O Estado de S. Paulo (30/10), a propósito desse caso, recordou outro, mais antigo:
‘O quase linchamento da universitária da Uniban, nesta semana, não é um caso sem precedentes. Em 2006, a divulgação, na internet, de fotomontagens criadas para mostrar uma estudante da Fundação Eurípedes Soares da Rocha (Univem) de Marília, no interior paulista, na cama com dois homens, forçou a jovem, então terceiranista de Direito, a se refugiar numa sala de aula para escapar da fúria de outros alunos. Ela só pôde sair escoltada pela Polícia Militar. Assim como na Uniban, o tumulto só foi desfeito depois de a PM usar gás de pimenta.’
Será que não mudou nada?
Se não é possível acusar os jornais de omissão – afinal, noticiaram – é perfeitamente justo acusá-los de atraso e falta de sensibilidade para pautas mais ligadas à realidade atual. Uma notícia desse tipo merece desdobramento. Não para saber como a moça vai resolver o problema, se vai ou não processar alguém. Estes são detalhes quase burocráticos. O que interessa mesmo é descobrir e contar aos leitores o que acontece na cabeça desses jovens universitários – uma elite diferenciada do país – que perseguem uma colega devido à roupa que ela usa, ameaçam com violência sexual e agridem verbalmente, chamando-a de ‘puta’.
Os leitores merecem saber o que esperar desses jovens da ‘elite’, que logo serão os responsáveis pelo país. Afinal, das universidades saem os futuros legisladores, administradores, comunicadores. Se eles reagem tão mal à roupa de uma colega, sentindo-se no direito de agredi-la, como reagirão em outras situações? Se eles, que são resultado de anos de liberação sexual, ainda chamam mulheres de ‘puta’ quando querem ofender, como encaram a liberdade sexual feminina? Será que não mudou nada? Será que um simples caso de mau gosto na escolha das roupas pode levar ao desrespeito?

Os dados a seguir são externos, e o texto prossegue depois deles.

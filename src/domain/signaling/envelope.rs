//! Signaling envelopes
//!
//! One JSON object per WebSocket text frame, discriminated by `type`.
//! Offer, answer and candidate payloads are opaque and passed through untouched.

use crate::domain::shared::value_objects::Identifier;
use serde::{Deserialize, Serialize};
use serde_json::Value;
use thiserror::Error;

/// Opaque media payload (session description or connectivity candidate)
pub type Payload = Value;

#[derive(Debug, Clone, PartialEq, Serialize, Deserialize)]
#[serde(tag = "type", rename_all = "kebab-case")]
pub enum Envelope {
    /// Client announces its identifier
    Register {
        #[serde(rename = "userId", alias = "identifier")]
        user_id: Identifier,
    },
    /// Relay confirms a registration
    Registered {
        #[serde(rename = "userId")]
        user_id: Identifier,
        message: String,
    },
    /// Relay greeting sent on every new connection
    Connected { message: String },
    CallOffer {
        from: Identifier,
        to: Identifier,
        offer: Payload,
    },
    CallAnswer {
        from: Identifier,
        to: Identifier,
        answer: Payload,
    },
    IceCandidate {
        from: Identifier,
        to: Identifier,
        candidate: Payload,
    },
    CallEnd { from: Identifier, to: Identifier },
    Error { message: String },
}

/// Reasons an inbound frame is rejected.
///
/// The `Display` text is exactly what goes back to the sender.
#[derive(Error, Debug, Clone, PartialEq, Eq)]
pub enum EnvelopeError {
    #[error("Invalid message format")]
    Malformed(String),

    #[error("Unknown message type")]
    UnknownType(Option<String>),

    #[error("User ID is required")]
    MissingIdentifier,

    #[error("Missing required fields for {0}")]
    MissingFields(&'static str),
}

/// Loosely typed view of an inbound frame, before per-type validation
#[derive(Debug, Default, Deserialize)]
struct RawEnvelope {
    #[serde(rename = "type")]
    kind: Option<String>,
    #[serde(rename = "userId", alias = "identifier")]
    user_id: Option<Value>,
    from: Option<Value>,
    to: Option<Value>,
    offer: Option<Value>,
    answer: Option<Value>,
    candidate: Option<Value>,
}

impl Envelope {
    /// Parse and validate a client-to-relay frame.
    ///
    /// Nothing is routed until this succeeds. Relay-originated types
    /// (`registered`, `connected`, `error`) are rejected as unknown.
    pub fn parse_inbound(text: &str) -> Result<Self, EnvelopeError> {
        let raw: RawEnvelope =
            serde_json::from_str(text).map_err(|e| EnvelopeError::Malformed(e.to_string()))?;

        match raw.kind.as_deref() {
            Some("register") => {
                let user_id = identifier(&raw.user_id).ok_or(EnvelopeError::MissingIdentifier)?;
                Ok(Envelope::Register { user_id })
            }
            Some("call-offer") => {
                let kind = "call offer";
                let (from, to) = endpoints(&raw, kind)?;
                let offer = payload(raw.offer).ok_or(EnvelopeError::MissingFields(kind))?;
                Ok(Envelope::CallOffer { from, to, offer })
            }
            Some("call-answer") => {
                let kind = "call answer";
                let (from, to) = endpoints(&raw, kind)?;
                let answer = payload(raw.answer).ok_or(EnvelopeError::MissingFields(kind))?;
                Ok(Envelope::CallAnswer { from, to, answer })
            }
            Some("ice-candidate") => {
                let kind = "ICE candidate";
                let (from, to) = endpoints(&raw, kind)?;
                let candidate = payload(raw.candidate).ok_or(EnvelopeError::MissingFields(kind))?;
                Ok(Envelope::IceCandidate { from, to, candidate })
            }
            Some("call-end") => {
                let (from, to) = endpoints(&raw, "call end")?;
                Ok(Envelope::CallEnd { from, to })
            }
            other => Err(EnvelopeError::UnknownType(other.map(str::to_string))),
        }
    }

    pub fn error(message: impl Into<String>) -> Self {
        Envelope::Error {
            message: message.into(),
        }
    }

    /// Wire name of this envelope's type
    pub fn kind(&self) -> &'static str {
        match self {
            Envelope::Register { .. } => "register",
            Envelope::Registered { .. } => "registered",
            Envelope::Connected { .. } => "connected",
            Envelope::CallOffer { .. } => "call-offer",
            Envelope::CallAnswer { .. } => "call-answer",
            Envelope::IceCandidate { .. } => "ice-candidate",
            Envelope::CallEnd { .. } => "call-end",
            Envelope::Error { .. } => "error",
        }
    }

    pub fn sender(&self) -> Option<&Identifier> {
        match self {
            Envelope::CallOffer { from, .. }
            | Envelope::CallAnswer { from, .. }
            | Envelope::IceCandidate { from, .. }
            | Envelope::CallEnd { from, .. } => Some(from),
            _ => None,
        }
    }

    pub fn target(&self) -> Option<&Identifier> {
        match self {
            Envelope::CallOffer { to, .. }
            | Envelope::CallAnswer { to, .. }
            | Envelope::IceCandidate { to, .. }
            | Envelope::CallEnd { to, .. } => Some(to),
            _ => None,
        }
    }

    pub fn to_json(&self) -> serde_json::Result<String> {
        serde_json::to_string(self)
    }
}

fn identifier(value: &Option<Value>) -> Option<Identifier> {
    match value {
        Some(Value::String(s)) => Identifier::parse(s.as_str()).ok(),
        _ => None,
    }
}

fn payload(value: Option<Value>) -> Option<Payload> {
    match value {
        None | Some(Value::Null) => None,
        Some(Value::String(s)) if s.is_empty() => None,
        Some(v) => Some(v),
    }
}

fn endpoints(
    raw: &RawEnvelope,
    kind: &'static str,
) -> Result<(Identifier, Identifier), EnvelopeError> {
    match (identifier(&raw.from), identifier(&raw.to)) {
        (Some(from), Some(to)) => Ok((from, to)),
        _ => Err(EnvelopeError::MissingFields(kind)),
    }
}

Julgamento preconceituoso e perigoso
É verdade que a moda hoje não favorece muito as mulheres. Elas recebem informações truncadas quanto ao que é erótico, discreto ou elegante. É verdade que nas vitrinas fica difícil encontrar roupas de bom gosto, principalmente para quem não tem dinheiro para compras em butiques de luxo. Mas é verdade também que as jovens ficam sem referência na hora de saber o que é ou não é de bom gosto.
Revistas de moda, programas de TV e novelas mostram o corpo feminino indiscriminadamente, sem explicar às pobres leitoras e telespectadoras que aquelas roupas só ficam bem em mulheres muito magras, altas e com porte de modelo. E aí as desavisadas, como a estudante universitária agredida pelos colegas, se metem em vestidinhos sumários e pensam que vão fazer sucesso. Quando os colegas – trogloditas, como qualificados um comentário na web – revelam o seu lado mais sombrio, os jornais ficam chocados e noticiam.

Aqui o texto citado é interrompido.